* **Extracted information**:

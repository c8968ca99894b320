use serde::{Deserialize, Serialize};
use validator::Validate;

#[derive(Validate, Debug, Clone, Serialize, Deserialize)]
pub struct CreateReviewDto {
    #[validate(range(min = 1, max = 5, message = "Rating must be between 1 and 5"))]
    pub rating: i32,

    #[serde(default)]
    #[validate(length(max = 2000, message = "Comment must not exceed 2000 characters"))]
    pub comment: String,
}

* **Exercise directions**:
Give an exact copy of every line from the one holding "#[serde(default)]" through the end of the records, both included, and no other lines.

* **Answer area**:
    #[serde(default)]
    #[validate(length(max = 2000, message = "Comment must not exceed 2000 characters"))]
    pub comment: String,
}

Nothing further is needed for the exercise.